• **WHAT THE EXERCISE ASKS**
Across the following data, how many lines include the string "tests"? Reply with the number and nothing more.

Saved data entries:
────

use crate::context::ValidatorContext;
use crate::models::HealthResponse;
use actix_web::{HttpResponse, Responder, get, web};

/// # Health Check Endpoint
///
/// Returns the current health status of the service along with a timestamp
/// and whether the reference lists are loaded.
///
/// ## Response
///
/// - **200 OK**: Service is healthy
#[utoipa::path(
    get,
    path = "/api/v1/health",
    responses(
        (status = 200, description = "Service is healthy", body = HealthResponse)
    ),
    tag = "Health Check"
)]
#[get("/health")]
pub async fn health(context: web::Data<ValidatorContext>) -> impl Responder {
    HttpResponse::Ok().json(HealthResponse::up(context.reference().is_loaded()))
}

/// # Route Configuration
///
/// - `GET /health`: Health check endpoint
pub fn configure_routes(cfg: &mut web::ServiceConfig) {
    cfg.service(health);
}
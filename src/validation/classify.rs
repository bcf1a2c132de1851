use crate::validation::reference::ReferenceLists;

/// Provider and username membership for one address.
#[derive(Debug, Clone, Copy, Default, PartialEq, Eq)]
pub struct Classification {
    pub is_free_provider: bool,
    pub is_common_username: bool,
}

/// Exact, case-sensitive membership tests against the loaded lists.
pub fn classify(lists: &ReferenceLists, hostname: &str, username: &str) -> Classification {
    Classification {
        is_free_provider: lists.is_free_provider(hostname),
        is_common_username: lists.is_common_username(username),
    }
}
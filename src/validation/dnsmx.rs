use serde::{Deserialize, Serialize};
use std::time::Duration;
use thiserror::Error;
use tracing::debug;
use trust_dns_resolver::{
    Resolver,
    config::{ResolverConfig, ResolverOpts},
    error::{ResolveError, ResolveErrorKind},
    proto::{
        error::ProtoErrorKind,
        op::ResponseCode,
    },
};
use utoipa::ToSchema;

/// One mail exchange reported for a domain.
#[derive(Debug, Clone, PartialEq, Eq, Serialize, Deserialize, ToSchema)]
pub struct MxExchange {
    pub exchange: String,
    pub preference: u16,
}

impl MxExchange {
    pub fn new(exchange: impl Into<String>, preference: u16) -> Self {
        Self {
            exchange: exchange.into(),
            preference,
        }
    }
}

/// Ways a single MX query can fail. The `Display` text is what ends up in
/// `failure_reason`.
#[derive(Error, Debug, Clone, PartialEq, Eq)]
pub enum MxLookupError {
    #[error("the DNS operation timed out")]
    Timeout,
    #[error("the DNS query name does not exist: {0}")]
    NxDomain(String),
    #[error("no nameservers available to answer the query")]
    NoNameservers,
    #[error("the DNS response does not contain an answer: {0}")]
    NoAnswer(String),
    #[error("socket error: {0}")]
    Socket(String),
    #[error("DNS lookup failed: {0}")]
    Other(String),
}

/// The resolver seam: everything the pipeline needs from DNS.
///
/// Records come back in the order the resolver returned them; callers must not
/// assume they are sorted by preference.
#[cfg_attr(test, mockall::automock)]
pub trait LookupMx: Send + Sync {
    fn lookup_mx(&self, hostname: &str) -> Result<Vec<MxExchange>, MxLookupError>;
}

/// [`LookupMx`] backed by the system's trust-dns resolver.
pub struct TrustDnsLookup {
    resolver: Resolver,
}

impl TrustDnsLookup {
    /// Creates a resolver with the default upstream configuration.
    ///
    /// `timeout` bounds each query; expiry is reported as
    /// [`MxLookupError::Timeout`] rather than aborting the caller.
    pub fn new(timeout: Duration, attempts: usize) -> std::io::Result<Self> {
        let mut opts = ResolverOpts::default();
        opts.timeout = timeout;
        opts.attempts = attempts;

        Ok(Self {
            resolver: Resolver::new(ResolverConfig::default(), opts)?,
        })
    }
}

impl LookupMx for TrustDnsLookup {
    fn lookup_mx(&self, hostname: &str) -> Result<Vec<MxExchange>, MxLookupError> {
        let response = self.resolver.mx_lookup(hostname).map_err(classify_error)?;
        Ok(response
            .iter()
            .map(|mx| MxExchange::new(mx.exchange().to_string(), mx.preference()))
            .collect())
    }
}

fn classify_error(err: ResolveError) -> MxLookupError {
    let message = err.to_string();
    match err.kind() {
        ResolveErrorKind::Timeout => MxLookupError::Timeout,
        ResolveErrorKind::NoConnections => MxLookupError::NoNameservers,
        ResolveErrorKind::NoRecordsFound { response_code, .. } => match *response_code {
            ResponseCode::NXDomain => MxLookupError::NxDomain(message),
            ResponseCode::ServFail | ResponseCode::Refused => MxLookupError::NoNameservers,
            _ => MxLookupError::NoAnswer(message),
        },
        ResolveErrorKind::Io(io) => MxLookupError::Socket(io.to_string()),
        // Transport failures surface wrapped in the protocol layer's error.
        ResolveErrorKind::Proto(proto) => match proto.kind() {
            ProtoErrorKind::Io(io) => MxLookupError::Socket(io.to_string()),
            ProtoErrorKind::Timeout => MxLookupError::Timeout,
            _ => MxLookupError::Other(message),
        },
        _ => MxLookupError::Other(message),
    }
}

/// Outcome of the MX stage for one execution.
#[derive(Debug, Clone, PartialEq, Eq, Default)]
pub struct MxResolution {
    pub is_valid: bool,
    pub exchanges: Vec<MxExchange>,
    pub failure: Option<MxLookupError>,
}

/// Runs the MX stage: skipped entirely when `skip_mx_lookup` is set, otherwise
/// exactly one query with no retry.
///
/// A successful query with zero records is treated as
/// [`MxLookupError::NoAnswer`].
pub fn resolve_mx(resolver: &dyn LookupMx, hostname: &str, skip_mx_lookup: bool) -> MxResolution {
    if skip_mx_lookup {
        debug!("Skipping MX lookup for {}", hostname);
        return MxResolution {
            is_valid: true,
            ..MxResolution::default()
        };
    }

    match resolver.lookup_mx(hostname) {
        Ok(exchanges) if !exchanges.is_empty() => {
            debug!("Domain {} has {} MX record(s)", hostname, exchanges.len());
            MxResolution {
                is_valid: true,
                exchanges,
                failure: None,
            }
        }
        Ok(_) => {
            debug!("Domain {} returned an empty MX answer", hostname);
            MxResolution {
                failure: Some(MxLookupError::NoAnswer(format!(
                    "no MX records found for {hostname}"
                ))),
                ..MxResolution::default()
            }
        }
        Err(e) => {
            debug!("MX record lookup failed for {}: {}", hostname, e);
            MxResolution {
                failure: Some(e),
                ..MxResolution::default()
            }
        }
    }
}

#[cfg(test)]
#[path = "dnsmx_test.rs"]
mod dnsmx_test;
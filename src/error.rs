use std::io;
use std::path::PathBuf;
use thiserror::Error;

/// Errors that abort validation instead of being reported in the result record.
///
/// Per-address problems (bad syntax, failed MX lookups) never surface here; they
/// are captured as fields of [`ValidationResult`](crate::models::ValidationResult).
#[derive(Error, Debug)]
pub enum Error {
    #[error("failed to read reference data from {path}: {source}")]
    ReferenceData {
        path: PathBuf,
        #[source]
        source: io::Error,
    },
    #[error("no trust rules registered")]
    NoTrustRules,
    #[error("invalid trust rule pattern {pattern:?}: {source}")]
    InvalidRule {
        pattern: String,
        #[source]
        source: regex::Error,
    },
    #[error("configuration error: {0}")]
    Config(String),
    #[error("failed to initialise DNS resolver: {0}")]
    ResolverInit(#[source] io::Error),
    #[error("failed to serialize result: {0}")]
    Serialization(#[from] serde_json::Error),
}

pub type Result<T> = std::result::Result<T, Error>;
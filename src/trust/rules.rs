use crate::error::{Error, Result};
use regex::Regex;

/// The field a rule's pattern is matched against.
#[derive(Debug, Clone, Copy, PartialEq, Eq, Hash)]
pub enum RuleField {
    Email,
    Hostname,
    Username,
    UsernameLength,
    MxCount,
    IsFree,
    IsCommon,
}

/// Values computed by earlier stages that rules can inspect.
#[derive(Debug, Clone, Copy)]
pub struct RuleSubject<'a> {
    pub email: &'a str,
    pub hostname: &'a str,
    pub username: &'a str,
    pub mx_count: usize,
    pub is_free: bool,
    pub is_common: bool,
}

impl RuleField {
    /// String form of the selected field; booleans render as `true`/`false`.
    pub fn render(self, subject: &RuleSubject<'_>) -> String {
        match self {
            RuleField::Email => subject.email.to_string(),
            RuleField::Hostname => subject.hostname.to_string(),
            RuleField::Username => subject.username.to_string(),
            RuleField::UsernameLength => subject.username.chars().count().to_string(),
            RuleField::MxCount => subject.mx_count.to_string(),
            RuleField::IsFree => subject.is_free.to_string(),
            RuleField::IsCommon => subject.is_common.to_string(),
        }
    }
}

/// A `(pattern, field, reason)` heuristic.
///
/// The pattern is anchored at the start of the field value: it matches when the
/// value begins with a match, like a prefix match. Add `$` for a full match.
#[derive(Debug, Clone)]
pub struct TrustRule {
    pattern: String,
    regex: Regex,
    field: RuleField,
    reason: String,
}

impl TrustRule {
    pub fn new(pattern: &str, field: RuleField, reason: impl Into<String>) -> Result<Self> {
        let regex = Regex::new(&format!("^(?:{pattern})")).map_err(|source| Error::InvalidRule {
            pattern: pattern.to_string(),
            source,
        })?;

        Ok(Self {
            pattern: pattern.to_string(),
            regex,
            field,
            reason: reason.into(),
        })
    }

    pub fn pattern(&self) -> &str {
        &self.pattern
    }

    pub fn field(&self) -> RuleField {
        self.field
    }

    pub fn reason(&self) -> &str {
        &self.reason
    }

    pub fn matches(&self, subject: &RuleSubject<'_>) -> bool {
        self.regex.is_match(&self.field.render(subject))
    }
}

/// Built-in rules, in evaluation order.
pub const DEFAULT_RULES: &[(&str, RuleField, &str)] = &[
    (r"1$", RuleField::MxCount, "only 1 mail server reported"),
    (r".*?[0-9]+", RuleField::Username, "numbers in username"),
    (r".*?[A-Z]+[a-z]+", RuleField::Username, "mixed case in username"),
    (r"[12]$", RuleField::UsernameLength, "username is really small"),
    (r"[A-Z0-9'_-]+$", RuleField::Username, "only upper case in username"),
    (r"(?:True|true)$", RuleField::IsFree, "email is from a free provider"),
    (r"[^A-Za-z]+", RuleField::Username, "non letter at start"),
];

#[cfg(test)]
mod tests {
    use super::*;

    fn subject(username: &'static str) -> RuleSubject<'static> {
        RuleSubject {
            email: "",
            hostname: "example.com",
            username,
            mx_count: 2,
            is_free: false,
            is_common: false,
        }
    }

    fn default_rule(reason: &str) -> TrustRule {
        let (pattern, field, reason) = DEFAULT_RULES
            .iter()
            .find(|(_, _, r)| *r == reason)
            .copied()
            .unwrap();
        TrustRule::new(pattern, field, reason).unwrap()
    }

    #[test]
    fn test_render_fields() {
        let s = RuleSubject {
            email: "Bill_990@gmail.com",
            hostname: "gmail.com",
            username: "Bill_990",
            mx_count: 5,
            is_free: true,
            is_common: false,
        };
        assert_eq!(RuleField::Email.render(&s), "Bill_990@gmail.com");
        assert_eq!(RuleField::Hostname.render(&s), "gmail.com");
        assert_eq!(RuleField::UsernameLength.render(&s), "8");
        assert_eq!(RuleField::MxCount.render(&s), "5");
        assert_eq!(RuleField::IsFree.render(&s), "true");
        assert_eq!(RuleField::IsCommon.render(&s), "false");
    }

    #[test]
    fn test_single_mail_server_rule_is_exact() {
        let rule = default_rule("only 1 mail server reported");
        let mut s = subject("bill");
        s.mx_count = 1;
        assert!(rule.matches(&s));
        s.mx_count = 11;
        assert!(!rule.matches(&s));
        s.mx_count = 21;
        assert!(!rule.matches(&s));
    }

    #[test]
    fn test_numbers_in_username() {
        let rule = default_rule("numbers in username");
        assert!(rule.matches(&subject("Bill_990")));
        assert!(rule.matches(&subject("9bill")));
        assert!(!rule.matches(&subject("bill")));
    }

    #[test]
    fn test_mixed_case() {
        let rule = default_rule("mixed case in username");
        assert!(rule.matches(&subject("ShaneDevane")));
        assert!(rule.matches(&subject("bIll")));
        assert!(!rule.matches(&subject("bill")));
        assert!(!rule.matches(&subject("BILL")));
    }

    #[test]
    fn test_really_small_username() {
        let rule = default_rule("username is really small");
        assert!(rule.matches(&subject("b")));
        assert!(rule.matches(&subject("bo")));
        assert!(!rule.matches(&subject("bob")));
        assert!(!rule.matches(&subject("abcdefghijkl")));
    }

    #[test]
    fn test_only_upper_case() {
        let rule = default_rule("only upper case in username");
        assert!(rule.matches(&subject("SHANEDEVANE")));
        assert!(rule.matches(&subject("O'NEIL_2")));
        assert!(!rule.matches(&subject("ShaneDevane")));
    }

    #[test]
    fn test_free_provider_rule_reads_boolean() {
        let rule = default_rule("email is from a free provider");
        let mut s = subject("bill");
        assert!(!rule.matches(&s));
        s.is_free = true;
        assert!(rule.matches(&s));
    }

    #[test]
    fn test_non_letter_at_start() {
        let rule = default_rule("non letter at start");
        assert!(rule.matches(&subject("_bill")));
        assert!(rule.matches(&subject("99bill")));
        assert!(!rule.matches(&subject("bill_99")));
    }

    #[test]
    fn test_patterns_are_case_sensitive() {
        let rule = TrustRule::new("admin", RuleField::Username, "role account").unwrap();
        assert!(rule.matches(&subject("admin")));
        assert!(!rule.matches(&subject("ADMIN")));
    }

    #[test]
    fn test_patterns_anchor_at_start_only() {
        let rule = TrustRule::new("info", RuleField::Username, "role account").unwrap();
        assert!(rule.matches(&subject("info.sales")));
        assert!(!rule.matches(&subject("sales.info")));
    }

    #[test]
    fn test_invalid_pattern_is_rejected() {
        let result = TrustRule::new("[unclosed", RuleField::Username, "broken");
        assert!(matches!(result, Err(Error::InvalidRule { .. })));
    }
}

────

• **EXERCISE ANSWER**
2